WORK TASK: All that is wanted is a word-for-word copy of the data from its first line to the line containing "pub fn paths(&self)", both included.

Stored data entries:
_ _ _

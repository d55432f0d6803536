//! In-memory object storage and a recording mailer.

use std::collections::HashMap;
use std::sync::atomic::{AtomicBool, Ordering};
use std::sync::RwLock;

use async_trait::async_trait;

use crate::error::{DeskError, Result};
use crate::notify::{EmailMessage, Mailer};
use crate::storage::ObjectStore;

/// Stored object with its content type.
#[derive(Debug, Clone, PartialEq, Eq)]
pub struct StoredObject {
    pub bytes: Vec<u8>,
    pub content_type: String,
}

/// [`ObjectStore`] keeping objects in a map.
#[derive(Default)]
pub struct MemoryObjectStore {
    objects: RwLock<HashMap<String, StoredObject>>,
    fail_uploads: AtomicBool,
}

impl MemoryObjectStore {
    pub fn new() -> Self {
        Self::default()
    }

    /// Make every upload fail from now on.
    pub fn fail_uploads(&self, fail: bool) {
        self.fail_uploads.store(fail, Ordering::SeqCst);
    }

    pub fn paths(&self) -> Vec<String> {
        let mut paths: Vec<String> = self.objects.read().unwrap().keys().cloned().collect();
        paths.sort();
        paths
    }

    pub fn object(&self, path: &str) -> Option<StoredObject> {
        self.objects.read().unwrap().get(path).cloned()
    }
}

#[async_trait]
impl ObjectStore for MemoryObjectStore {
    async fn upload(&self, path: &str, bytes: &[u8], content_type: &str) -> Result<()> {
        if self.fail_uploads.load(Ordering::SeqCst) {
            return Err(DeskError::Storage(format!("upload of {} refused", path)));
        }
        self.objects.write().unwrap().insert(
            path.to_string(),
            StoredObject {
                bytes: bytes.to_vec(),
                content_type: content_type.to_string(),
            },
        );
        Ok(())
    }

    async fn get(&self, path: &str) -> Result<Option<Vec<u8>>> {
        Ok(self
            .objects
            .read()
            .unwrap()
            .get(path)
            .map(|o| o.bytes.clone()))
    }

    async fn remove(&self, path: &str) -> Result<()> {
        self.objects.write().unwrap().remove(path);
        Ok(())
    }

    fn public_url(&self, path: &str) -> String {
        format!("memory://attachments/{}", path)
    }
}

/// [`Mailer`] that records what it was asked to send.
#[derive(Default)]
pub struct MockMailer {
    sent: RwLock<Vec<EmailMessage>>,
    fail: AtomicBool,
}

impl MockMailer {
    pub fn new() -> Self {
        Self::default()
    }

    pub fn fail(&self, fail: bool) {
        self.fail.store(fail, Ordering::SeqCst);
    }

    pub fn sent(&self) -> Vec<EmailMessage> {
        self.sent.read().unwrap().clone()
    }

    /// Recipients in send order.
    pub fn recipients(&self) -> Vec<String> {
        self.sent().into_iter().map(|m| m.to).collect()
    }
}

#[async_trait]
impl Mailer for MockMailer {
    async fn send(&self, message: &EmailMessage) -> Result<()> {
        if self.fail.load(Ordering::SeqCst) {
            return Err(DeskError::Internal("mailer offline".into()));
        }
        self.sent.write().unwrap().push(message.clone());
        Ok(())
    }
}
//! Input checks that run before anything touches the store.

use serde::{Deserialize, Serialize};
use uuid::Uuid;

use crate::error::{DeskError, Result};
use crate::model::{CategoryInput, DeskSettings, NewTicket, TicketPriority};

/// Shown when a required ticket field is blank.
pub const REQUIRED_FIELDS_MESSAGE: &str = "Please fill in all required fields.";

/// MIME types accepted for attachments.
pub const ALLOWED_MIME_TYPES: &[&str] = &[
    "image/jpeg",
    "image/png",
    "image/gif",
    "image/webp",
    "application/pdf",
    "application/msword",
    "application/vnd.openxmlformats-officedocument.wordprocessingml.document",
    "text/plain",
    "video/mp4",
    "video/webm",
    "video/ogg",
    "audio/mpeg",
    "audio/wav",
    "audio/ogg",
];

/// Ticket form as submitted.
#[derive(Debug, Clone, Default, PartialEq, Serialize, Deserialize)]
#[serde(default)]
pub struct CreateTicketInput {
    pub title: String,
    pub description: String,
    pub category_id: Option<Uuid>,
    pub priority: Option<TicketPriority>,
}

impl CreateTicketInput {
    /// Trimmed, complete ticket for `creator_id`, or the required-fields error.
    pub fn validate(&self, creator_id: Uuid) -> Result<NewTicket> {
        let title = self.title.trim();
        let description = self.description.trim();
        let category_id = match self.category_id {
            Some(id) if !title.is_empty() && !description.is_empty() => id,
            _ => return Err(DeskError::Validation(REQUIRED_FIELDS_MESSAGE.into())),
        };

        Ok(NewTicket {
            title: title.to_string(),
            description: description.to_string(),
            priority: self.priority.unwrap_or_default(),
            category_id,
            creator_id,
        })
    }
}

/// Comment body, trimmed and non-empty.
pub fn comment_content(content: &str) -> Result<&str> {
    let trimmed = content.trim();
    if trimmed.is_empty() {
        Err(DeskError::Validation("Comment cannot be empty".into()))
    } else {
        Ok(trimmed)
    }
}

/// Check one upload against the MIME list, the extension allow-list and the
/// smaller of the two size limits.
pub fn check_attachment(
    file_name: &str,
    content_type: &str,
    size: u64,
    settings: &DeskSettings,
    hard_limit_bytes: u64,
) -> Result<()> {
    let limit = settings.max_file_size_bytes().min(hard_limit_bytes);
    if size == 0 {
        return Err(DeskError::Validation(format!("{} is empty", file_name)));
    }
    if size > limit {
        return Err(DeskError::Validation(format!(
            "{} is larger than {} MB",
            file_name,
            limit / (1024 * 1024)
        )));
    }
    let mime = content_type
        .split(';')
        .next()
        .unwrap_or(content_type)
        .trim()
        .to_ascii_lowercase();
    if !ALLOWED_MIME_TYPES.contains(&mime.as_str()) {
        return Err(DeskError::Validation(format!(
            "{} has an unsupported file type ({})",
            file_name, content_type
        )));
    }
    if !settings.allows_extension(file_name) {
        return Err(DeskError::Validation(format!(
            "{} has a file extension that is not allowed",
            file_name
        )));
    }
    Ok(())
}

/// Category form: name required, color a `#rrggbb` hex value.
pub fn category_input(input: CategoryInput) -> Result<CategoryInput> {
    let name = input.name.trim();
    if name.is_empty() {
        return Err(DeskError::Validation("Category name is required".into()));
    }
    let color = input.color.trim();
    let hex = color.strip_prefix('#').unwrap_or("");
    if hex.len() != 6 || !hex.chars().all(|c| c.is_ascii_hexdigit()) {
        return Err(DeskError::Validation(format!(
            "Category color must look like #3B82F6, got '{}'",
            color
        )));
    }
    Ok(CategoryInput {
        name: name.to_string(),
        description: input
            .description
            .map(|d| d.trim().to_string())
            .filter(|d| !d.is_empty()),
        color: color.to_string(),
    })
}

/// Admin settings ranges.
pub fn settings(settings: &DeskSettings) -> Result<()> {
    if settings.system_name.trim().is_empty() {
        return Err(DeskError::Validation("System name is required".into()));
    }
    if !(1..=100).contains(&settings.max_file_size_mb) {
        return Err(DeskError::Validation(
            "Maximum file size must be between 1 and 100 MB.".into(),
        ));
    }
    if !(1..=365).contains(&settings.auto_close_days) {
        return Err(DeskError::Validation(
            "Auto-close days must be between 1 and 365.".into(),
        ));
    }
    Ok(())
}

/// Loose e-mail shape check for profile edits.
pub fn email(address: &str) -> Result<String> {
    let address = address.trim();
    match address.split_once('@') {
        Some((local, domain))
            if !local.is_empty() && domain.contains('.') && !domain.starts_with('.') =>
        {
            Ok(address.to_string())
        }
        _ => Err(DeskError::Validation(format!(
            "'{}' is not a valid e-mail address",
            address
        ))),
    }
}
//! HTTP surface: RPC, attachment upload and download, realtime.

mod auth;
mod files;
mod request;
mod response;
mod rpc;
mod server;
mod tracing;
mod upload;
mod websocket;

pub use auth::{auth_middleware, bearer_token, AuthConfig, AuthError, AuthMiddleware, JwtAlgorithm};
pub use files::content_type_for;
pub use request::RpcRequest;
pub use response::{RpcError, RpcResponse};
pub use rpc::RpcHandler;
pub use server::{GatewayConfig, GatewayServer, HealthResponse};
pub use self::tracing::{TracingState, REQUEST_ID_HEADER, TRACE_ID_HEADER};
pub use upload::MAX_FILES_PER_REQUEST;
pub use websocket::{ClientMessage, ServerMessage, Session};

_ _ _

SOLUTION TO THE EXERCISE:
repository d55432f0d6803536
//! In-memory object storage and a recording mailer.

use std::collections::HashMap;
use std::sync::atomic::{AtomicBool, Ordering};
use std::sync::RwLock;

use async_trait::async_trait;

use crate::error::{DeskError, Result};
use crate::notify::{EmailMessage, Mailer};
use crate::storage::ObjectStore;

/// Stored object with its content type.
#[derive(Debug, Clone, PartialEq, Eq)]
pub struct StoredObject {
    pub bytes: Vec<u8>,
    pub content_type: String,
}

/// [`ObjectStore`] keeping objects in a map.
#[derive(Default)]
pub struct MemoryObjectStore {
    objects: RwLock<HashMap<String, StoredObject>>,
    fail_uploads: AtomicBool,
}

impl MemoryObjectStore {
    pub fn new() -> Self {
        Self::default()
    }

    /// Make every upload fail from now on.
    pub fn fail_uploads(&self, fail: bool) {
        self.fail_uploads.store(fail, Ordering::SeqCst);
    }

    pub fn paths(&self) -> Vec<String> {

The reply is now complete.